La triste consapevolezza di Bearman sulla nuova realtà delle power unit in F1
Il pilota della Haas Oliver Bearman ha descritto la sfidante realtà della gestione delle nuove power unit della F1 2026 dopo il suo primo assaggio della tecnologia nei test di Barcellona, definendo l'intensa gestione dell'energia "la cosa più fastidiosa" e una realizzazione "triste". Pur riconoscendo che le vetture sembrano più leggere e agili, la maggiore dipendenza dalla recupero di energia elettrica presenta una sfida nuova e significativa per i piloti in griglia.
Perché è importante:
I regolamenti delle power unit 2026 rappresentano il cambiamento tecnico più significativo di una generazione, passando a una suddivisione 50/50 tra il motore a combustione interna e la potenza della batteria elettrica.
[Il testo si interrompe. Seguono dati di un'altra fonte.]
use std::{
    cell::RefCell,
    collections::HashMap,
    env, fs,
    num::NonZeroUsize,
    path::{Path, PathBuf},
    process,
    rc::Rc,
};

use dataloader::{
    Batch, BatchLoader, DataErr, ImageTransformConfig, ItemLoader, ItemLoaderConfig, write_item,
};
use machine_learning::{Gradients, Params};
use ndarray::{Array1, Array2, Array3, ArrayD, Axis, Ix1, Ix2, IxDyn};
use training::{
    EvalError, EvalStats, Evaluator, LoopState, TrainErr, TrainingConfig, TrainingLoop,
    TrainingObserver,
};

const CLASSES: usize = 2;
const FEATURES: usize = 4;

fn temp_dir(name: &str) -> PathBuf {
    let _ = env_logger::builder().is_test(true).try_init();

    let dir = env::temp_dir().join(format!("training-loop-{}-{name}", process::id()));
    let _ = fs::remove_dir_all(&dir);
    fs::create_dir_all(&dir).unwrap();
    dir
}

/// Writes `n` linearly separable single channel 2x2 items, alternating classes.
fn loader(dir: &Path, n: usize, batch_size: usize) -> ItemLoader {
    let mut manifest = String::new();

    for i in 0..n {
        let label = i % CLASSES;
        let mut item = Array3::zeros((1, 2, 2));
        item[[0, label, label]] = 1.;

        let name = format!("{i:02}.safetensors");
        write_item(&dir.join(&name), item.view()).unwrap();
        manifest.push_str(&format!("{name},{label}\n"));
    }

    let manifest_path = dir.join("train.txt");
    fs::write(&manifest_path, manifest).unwrap();

    let mut transform = ImageTransformConfig::new(2, 2);
    transform.greyscale = true;

    ItemLoader::new(ItemLoaderConfig {
        manifest: manifest_path,
        input_dir: dir.to_path_buf(),
        batch_size: NonZeroUsize::new(batch_size).unwrap(),
        transform,
    })
    .unwrap()
}

fn zeroed_params() -> Params {
    Params::from_named([
        ("w", ArrayD::zeros(IxDyn(&[CLASSES, FEATURES]))),
        ("b", ArrayD::zeros(IxDyn(&[CLASSES]))),
    ])
    .unwrap()
}

/// A linear softmax classifier trained with cross entropy.
struct Softmax;

impl Softmax {
    fn forward(params: &Params, batch: &Batch) -> (f32, f32, Array2<f32>, Array1<f32>) {
        let n = batch.len();
        let w = params.get("w").unwrap().view().into_dimensionality::<Ix2>().unwrap();
        let b = params.get("b").unwrap().view().into_dimensionality::<Ix1>().unwrap();
        let x = batch.x.to_shape((n, FEATURES)).unwrap();

        let mut probs = x.dot(&w.t()) + &b;
        let mut loss = 0.;
        let mut correct = 0;

        for (mut row, &label) in probs.outer_iter_mut().zip(&batch.y) {
            let label = label as usize;
            let max = row.fold(f32::NEG_INFINITY, |acc, &z| acc.max(z));
            row.mapv_inplace(|z| (z - max).exp());
            let sum = row.sum();
            row /= sum;

            let predicted = (0..CLASSES)
                .max_by(|&i, &j| row[i].total_cmp(&row[j]))
                .unwrap();
            if predicted == label {
                correct += 1;
            }

            loss -= row[label].ln();
            row[label] -= 1.;
        }

        let d_logits = probs / n as f32;
        let grad_w = d_logits.t().dot(&x);
        let grad_b = d_logits.sum_axis(Axis(0));

        (loss / n as f32, correct as f32 / n as f32, grad_w, grad_b)
    }
}

impl Evaluator for Softmax {
    fn evaluate(&mut self, params: &Params, batch: &Batch) -> Result<(f32, Gradients), EvalError> {
        let (loss, _, grad_w, grad_b) = Self::forward(params, batch);

        let grads = HashMap::from([
            ("w".to_string(), grad_w.into_dyn()),
            ("b".to_string(), grad_b.into_dyn()),
        ]);

        Ok((loss, grads))
    }

    fn evaluate_no_grad(&mut self, params: &Params, batch: &Batch) -> Result<(f32, f32), EvalError> {
        let (loss, accuracy, ..) = Self::forward(params, batch);
        Ok((loss, accuracy))
    }
}

#[derive(Debug, Default)]
struct Recorded {
    states: Vec<LoopState>,
    steps: Vec<usize>,
    epoch_losses: Vec<f32>,
    validations: Vec<(usize, EvalStats)>,
    snapshots: Vec<PathBuf>,
}

#[derive(Clone, Default)]
struct Recorder(Rc<RefCell<Recorded>>);

impl TrainingObserver for Recorder {
    fn on_state(&mut self, state: LoopState) {
        self.0.borrow_mut().states.push(state);
    }

    fn on_step(&mut self, step: usize, _epoch: usize, _loss: f32) {
        self.0.borrow_mut().steps.push(step);
    }

    fn on_epoch(&mut self, _epoch: usize, loss: f32) {
        self.0.borrow_mut().epoch_losses.push(loss);
    }

    fn on_validation(&mut self, step: usize, _epoch: usize, stats: &EvalStats) {
        self.0.borrow_mut().validations.push((step, *stats));
    }

    fn on_snapshot(&mut self, _step: usize, path: &Path) {
        self.0.borrow_mut().snapshots.push(path.to_path_buf());
    }
}

fn config(epochs: usize) -> TrainingConfig {
    TrainingConfig::new(NonZeroUsize::new(epochs).unwrap(), 0.5, 0.9)
}

#[test]
fn training_reduces_the_loss() {
    let dir = temp_dir("reduces-loss");
    let train = loader(&dir, 12, 4);
    let recorder = Recorder::default();

    let mut training = TrainingLoop::new(config(5), zeroed_params(), Softmax, train.clone())
        .unwrap()
        .with_validation(train)
        .with_observer(recorder.clone());

    let summary = training.run().unwrap();

    assert_eq!(summary.steps, 15);
    assert_eq!(summary.epochs, 5);
    assert_eq!(training.state(), LoopState::Done);

    let recorded = recorder.0.borrow();
    assert_eq!(recorded.steps, (1..=15).collect::<Vec<_>>());
    assert_eq!(recorded.states, [LoopState::Running, LoopState::Done]);
    assert_eq!(recorded.epoch_losses.len(), 5);
    assert!(recorded.epoch_losses[4] < recorded.epoch_losses[0]);
    drop(recorded);

    let stats = training.validate().unwrap();
    assert_eq!(stats.examples, 12);
    assert_eq!(stats.accuracy, 1.);
    assert!(stats.loss < std::f32::consts::LN_2);
}

#[test]
fn validation_runs_before_every_interval_step() {
    let dir = temp_dir("validation-interval");
    let train = loader(&dir, 12, 4);
    let recorder = Recorder::default();

    let mut config = config(5);
    config.validation_interval = 3;

    let mut training = TrainingLoop::new(config, zeroed_params(), Softmax, train.clone())
        .unwrap()
        .with_validation(train)
        .with_observer(recorder.clone());

    let summary = training.run().unwrap();

    let recorded = recorder.0.borrow();
    let steps: Vec<_> = recorded.validations.iter().map(|(step, _)| *step).collect();
    assert_eq!(steps, [0, 3, 6, 9, 12]);
    assert!(recorded.validations.iter().all(|(_, stats)| stats.examples == 12));
    assert_eq!(summary.last_validation, Some(recorded.validations[4].1));
    assert!(recorded.states.contains(&LoopState::Validating));
}

#[test]
fn snapshots_are_named_after_their_position() {
    let dir = temp_dir("snapshot-names");
    let train = loader(&dir, 12, 4);
    let snapshot_dir = dir.join("snapshots");
    let recorder = Recorder::default();

    let mut config = config(5);
    config.snapshot_interval = 5;
    config.snapshot_dir = Some(snapshot_dir.clone());

    let mut training = TrainingLoop::new(config, zeroed_params(), Softmax, train)
        .unwrap()
        .with_observer(recorder.clone());

    training.run().unwrap();

    let mut names: Vec<_> = fs::read_dir(&snapshot_dir)
        .unwrap()
        .map(|entry| entry.unwrap().file_name().into_string().unwrap())
        .collect();
    names.sort();

    assert_eq!(
        names,
        [
            "snapshot_iter0_epoch0_valna.safetensors",
            "snapshot_iter10_epoch3_valna.safetensors",
            "snapshot_iter5_epoch1_valna.safetensors",
        ]
    );
    assert_eq!(recorder.0.borrow().snapshots.len(), 3);
}

#[test]
fn restoring_a_snapshot_recovers_the_trained_state() {
    let dir = temp_dir("restore");
    let train = loader(&dir, 12, 4);

    let mut config = config(5);
    config.snapshot_dir = Some(dir.join("snapshots"));
    config.persist_velocity = true;

    let mut training =
        TrainingLoop::new(config.clone(), zeroed_params(), Softmax, train.clone()).unwrap();
    training.run().unwrap();
    let path = training.snapshot().unwrap();

    let mut restored = TrainingLoop::new(config, zeroed_params(), Softmax, train).unwrap();
    restored.restore(&path).unwrap();

    assert_eq!(restored.params(), training.params());
    assert_eq!(restored.step(), 15);
    assert_eq!(restored.epoch(), 5);

    // every epoch is already done
    let summary = restored.run().unwrap();
    assert_eq!(summary.steps, 15);
    assert_eq!(restored.params(), training.params());
}

#[test]
fn a_missing_item_aborts_the_run() {
    let dir = temp_dir("missing-item");
    let train = loader(&dir, 12, 4);
    fs::remove_file(dir.join("09.safetensors")).unwrap();

    let mut training = TrainingLoop::new(config(2), zeroed_params(), Softmax, train).unwrap();
    let err = training.run().unwrap_err();

    match err {
        TrainErr::Aborted {
            step,
            epoch,
            source,
        } => {
            assert_eq!((step, epoch), (2, 0));
            assert!(matches!(*source, TrainErr::Data(DataErr::Read { .. })), "{source}");
        }
        other => panic!("expected an aborted run, got {other}"),
    }

    assert_eq!(training.state(), LoopState::Failed);
    assert!(matches!(training.run(), Err(TrainErr::Config(_))));
}

#[test]
fn validation_interval_requires_a_validation_split() {
    let dir = temp_dir("no-validation");
    let train = loader(&dir, 4, 2);

    let mut config = config(1);
    config.validation_interval = 1;

    let mut training = TrainingLoop::new(config, zeroed_params(), Softmax, train).unwrap();

    assert!(matches!(training.run(), Err(TrainErr::Config(_))));
    assert_eq!(training.state(), LoopState::Idle);
    assert_eq!(training.step(), 0);
}

#[test]
fn test_split_is_optional() {
    let dir = temp_dir("test-split");
    let train = loader(&dir, 4, 2);

    let mut without = TrainingLoop::new(config(1), zeroed_params(), Softmax, train.clone()).unwrap();
    assert!(matches!(without.test(), Err(TrainErr::Config(_))));

    let mut with = TrainingLoop::new(config(1), zeroed_params(), Softmax, train.clone())
        .unwrap()
        .with_test(train);

    let stats = with.test().unwrap();
    assert_eq!(stats.examples, 4);
    assert!((stats.loss - std::f32::consts::LN_2).abs() < 1e-6);
}

#[test]
fn a_zero_multiplier_freezes_its_parameter() {
    let dir = temp_dir("frozen");
    let train = loader(&dir, 12, 4);
    let multipliers = dir.join("lr_mul.txt");
    fs::write(&multipliers, "w 0\nb 1\n").unwrap();

    let mut config = config(3);
    config.multipliers = Some(multipliers);

    let mut training = TrainingLoop::new(config, zeroed_params(), Softmax, train).unwrap();
    training.run().unwrap();

    assert!(training.params().get("w").unwrap().iter().all(|&v| v == 0.));
}

#[test]
fn mismatched_multiplier_names_fall_back_to_one() {
    let dir = temp_dir("mismatched-multipliers");
    let train = loader(&dir, 12, 4);
    let multipliers = dir.join("lr_mul.txt");
    fs::write(&multipliers, "weights 0\nb 1\n").unwrap();

    let mut config = config(3);
    let mut baseline =
        TrainingLoop::new(config.clone(), zeroed_params(), Softmax, train.clone()).unwrap();
    baseline.run().unwrap();

    config.multipliers = Some(multipliers);
    let mut training = TrainingLoop::new(config, zeroed_params(), Softmax, train).unwrap();
    let summary = training.run().unwrap();

    assert_eq!(summary.steps, 9);
    assert!(training.params().get("w").unwrap().iter().any(|&v| v != 0.));
    assert_eq!(training.params(), baseline.params());
}

#[test]
fn validation_weights_batches_by_their_size() {
    let dir = temp_dir("weighted-validation");
    // nine examples in batches of four leave a single class 0 example in the last batch
    let validation = loader(&dir, 9, 4);
    let whole = loader(&dir, 9, 9);

    let mut w = ArrayD::zeros(IxDyn(&[CLASSES, FEATURES]));
    w[[0, 0]] = 2.;
    let params = Params::from_named([("w", w), ("b", ArrayD::zeros(IxDyn(&[CLASSES])))]).unwrap();

    let mut training = TrainingLoop::new(config(1), params.clone(), Softmax, whole.clone())
        .unwrap()
        .with_validation(validation.clone());

    let stats = training.validate().unwrap();

    let batch = whole
        .batches(&Default::default())
        .unwrap()
        .next()
        .unwrap()
        .unwrap();
    let (loss, accuracy) = Softmax.evaluate_no_grad(&params, &batch).unwrap();

    assert_eq!(stats.examples, 9);
    assert!((stats.loss - loss).abs() < 1e-5, "{} != {loss}", stats.loss);
    assert!((stats.accuracy - accuracy).abs() < 1e-5);

    let batch_losses: Vec<f32> = validation
        .batches(&Default::default())
        .unwrap()
        .map(|batch| Softmax.evaluate_no_grad(&params, &batch.unwrap()).unwrap().0)
        .collect();
    let unweighted = batch_losses.iter().sum::<f32>() / batch_losses.len() as f32;
    assert!((unweighted - loss).abs() > 1e-3);
}

#[test]
fn resuming_mid_epoch_matches_an_uninterrupted_run() {
    let dir = temp_dir("resume-mid-epoch");
    let train = loader(&dir, 12, 4);

    let mut config = config(3);
    config.shuffle_train = true;
    config.seed = 11;
    config.persist_velocity = true;
    config.snapshot_interval = 4;
    config.snapshot_dir = Some(dir.join("snapshots"));

    let mut uninterrupted =
        TrainingLoop::new(config.clone(), zeroed_params(), Softmax, train.clone()).unwrap();
    uninterrupted.run().unwrap();

    // step 4 is the second batch of epoch 1
    let path = dir.join("snapshots/snapshot_iter4_epoch1_valna.safetensors");
    config.snapshot_dir = Some(dir.join("resumed"));

    let recorder = Recorder::default();
    let mut resumed = TrainingLoop::new(config, zeroed_params(), Softmax, train)
        .unwrap()
        .with_observer(recorder.clone());
    resumed.restore(&path).unwrap();

    let summary = resumed.run().unwrap();

    assert_eq!(summary.steps, 9);
    assert_eq!(recorder.0.borrow().steps, (5..=9).collect::<Vec<_>>());
    assert_eq!(resumed.params(), uninterrupted.params());
}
Il modo in cui i piloti si adatteranno a gestire questa nuova realtà energetica sarà un differenziale prestazionale chiave, cambiando fondamentalmente l'arte della gara e la gestione della vettura rispetto a ciò a cui il attuale grid è abituato.
I Dettagli:
- Bearman ha completato 148 giri per la Haas a Barcellona, fornendo al team i suoi primi dati reali sulla power unit Ferrari cliente per la nuova era.
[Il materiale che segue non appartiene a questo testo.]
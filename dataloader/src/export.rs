use std::{
    fmt::{self, Display},
    fs,
    io::{self, BufWriter, Write},
    num::NonZeroUsize,
    path::{Path, PathBuf},
    str::FromStr,
};

use chunk_store::{ChunkIndex, ChunkPacker, Dtype};
use log::info;
use ndarray::{ArrayView3, Axis};
use safetensors::tensor::{self, Dtype as TensorDtype, TensorView};

use crate::{BatchLoader, DataErr, ITEM_TENSOR, PassOptions, Result};

/// The on-disk layout a dataset split is exported to.
#[derive(Debug, Clone, Copy, PartialEq, Eq)]
pub enum OutputFormat {
    /// One `.safetensors` file per example plus a `filename,label` manifest.
    Items,
    /// Fixed-size chunk files plus a chunk index.
    Chunks,
}

impl FromStr for OutputFormat {
    type Err = DataErr;

    fn from_str(s: &str) -> Result<Self> {
        match s {
            "items" => Ok(Self::Items),
            "chunks" => Ok(Self::Chunks),
            other => Err(DataErr::Config(format!(
                "unknown output format '{other}', expected 'items' or 'chunks'"
            ))),
        }
    }
}

impl Display for OutputFormat {
    fn fmt(&self, f: &mut fmt::Formatter<'_>) -> fmt::Result {
        match self {
            Self::Items => write!(f, "items"),
            Self::Chunks => write!(f, "chunks"),
        }
    }
}

/// Where and how a split is exported.
#[derive(Debug, Clone)]
pub struct ExportOptions {
    pub format: OutputFormat,
    pub out_dir: PathBuf,
    /// The split name, used as the prefix of every written file.
    pub split: String,
    /// Examples per chunk, only used by `OutputFormat::Chunks`.
    pub chunk_size: NonZeroUsize,
    /// The chunk element type, only used by `OutputFormat::Chunks`.
    pub dtype: Dtype,
}

/// The files written by `export_split`.
#[derive(Debug, Clone, PartialEq, Eq)]
pub struct ExportSummary {
    pub examples: usize,
    /// The written manifest or chunk index.
    pub index_path: PathBuf,
}

/// Writes every example of `loader` to `options.out_dir` in the requested format.
///
/// The split is read once, in its unshuffled order. `Items` writes
/// `{split}/{n:06}.safetensors` files plus `{split}.txt`, `Chunks` writes
/// `{split}_{n}.chunk` files plus `{split}_index.txt`.
///
/// # Arguments
/// * `loader` - The split to export.
/// * `options` - The output layout.
///
/// # Returns
/// What was written, or the first loading or writing failure.
pub fn export_split(loader: &dyn BatchLoader, options: &ExportOptions) -> Result<ExportSummary> {
    fs::create_dir_all(&options.out_dir)?;

    let summary = match options.format {
        OutputFormat::Items => export_items(loader, options)?,
        OutputFormat::Chunks => export_chunks(loader, options)?,
    };

    info!(
        examples = summary.examples;
        "exported split '{}' as {} to {}", options.split, options.format, options.out_dir.display()
    );

    Ok(summary)
}

fn export_items(loader: &dyn BatchLoader, options: &ExportOptions) -> Result<ExportSummary> {
    let items_dir = options.out_dir.join(&options.split);
    fs::create_dir_all(&items_dir)?;

    let index_path = options.out_dir.join(format!("{}.txt", options.split));
    let mut manifest = BufWriter::new(fs::File::create(&index_path)?);

    let mut examples = 0;
    for batch in loader.batches(&PassOptions::default())? {
        let batch = batch?;

        for (item, &label) in batch.x.axis_iter(Axis(0)).zip(&batch.y) {
            let locator = format!("{}/{examples:06}.safetensors", options.split);
            write_item(&options.out_dir.join(&locator), item)?;

            writeln!(manifest, "{locator},{label}")?;
            examples += 1;
        }
    }

    manifest.flush()?;

    Ok(ExportSummary {
        examples,
        index_path,
    })
}

fn export_chunks(loader: &dyn BatchLoader, options: &ExportOptions) -> Result<ExportSummary> {
    let mut packer = ChunkPacker::new(
        &options.out_dir,
        &options.split,
        options.chunk_size,
        loader.num_classes(),
        options.dtype,
    );
    let index_path = packer.index_path();

    for batch in loader.batches(&PassOptions::default())? {
        let batch = batch?;

        for ((item, &label), path) in batch.x.axis_iter(Axis(0)).zip(&batch.y).zip(&batch.paths) {
            packer.push(path.as_str(), item, label)?;
        }
    }

    let ChunkIndex { dataset_size, .. } = packer.finish()?;

    Ok(ExportSummary {
        examples: dataset_size,
        index_path,
    })
}

/// Writes a single `[C, H, W]` item as a `.safetensors` file holding an `im` tensor.
pub fn write_item(path: &Path, item: ArrayView3<f32>) -> Result<()> {
    let (c, h, w) = item.dim();
    let bytes: Vec<u8> = item.iter().flat_map(|v| v.to_le_bytes()).collect();

    let view = TensorView::new(TensorDtype::F32, vec![c, h, w], &bytes)
        .map_err(|e| DataErr::corrupt(path, e))?;

    tensor::serialize_to_file([(ITEM_TENSOR, &view)], &None, path)
        .map_err(|e| DataErr::Io(io::Error::other(format!("{}: {e}", path.display()))))
}

#[cfg(test)]
mod tests {
    use super::*;

    #[test]
    fn output_format_names() {
        assert_eq!("items".parse::<OutputFormat>().unwrap(), OutputFormat::Items);
        assert_eq!("chunks".parse::<OutputFormat>().unwrap(), OutputFormat::Chunks);
        assert_eq!(OutputFormat::Chunks.to_string(), "chunks");
    }

    #[test]
    fn unknown_output_format_is_a_config_error() {
        let err = "h5py".parse::<OutputFormat>().unwrap_err();
        assert!(matches!(err, DataErr::Config(_)));
    }
}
- Le unità del 2026 dispongono di tre volte l'energia elettrica della specifica 2025, con l'output della batteria che sale a 350kW dai 120kW.
- Bearman ha identificato il Circuit de Barcelona-Catalunya come un tracciato particolarmente impegnativo per le nuove regole, definendolo "un circuito avido di energia, senza molte vere zone di frenata", il che rende difficile recuperare l'energia necessaria.
- Ha elogiato la sensazione della vettura, notando che è "un po' più leggera" e "più agile" pur mantenendo "un'incredibile quantità di carico aerodinamico", anche se ha riconosciuto che è un passo indietro rispetto alla recente era dell'alto carico.
- La sfida centrale è la gestione del "clipping" — quando l'energia elettrica si esaurisce — e di altre tattiche legate all'energia, ora molto più pronunciate.
Cosa succede ora:
Il test di Barcellona è stato solo la prima corsa con le specifiche base della "vettura di lancio". I team hanno una lunga strada di sviluppo davanti a sé per trovare carico aerodinamico e, cosa più critica, per ottimizzare la complessa interazione tra recupero energia, distribuzione e gestione del pilota. Il feedback schietto di Bearman evidenzia che, sebbene le prestazioni pure siano impressionanti, padroneggiare il nuovo strato strategico dell'energia sarà il compito determinante per i piloti in vista della stagione 2026.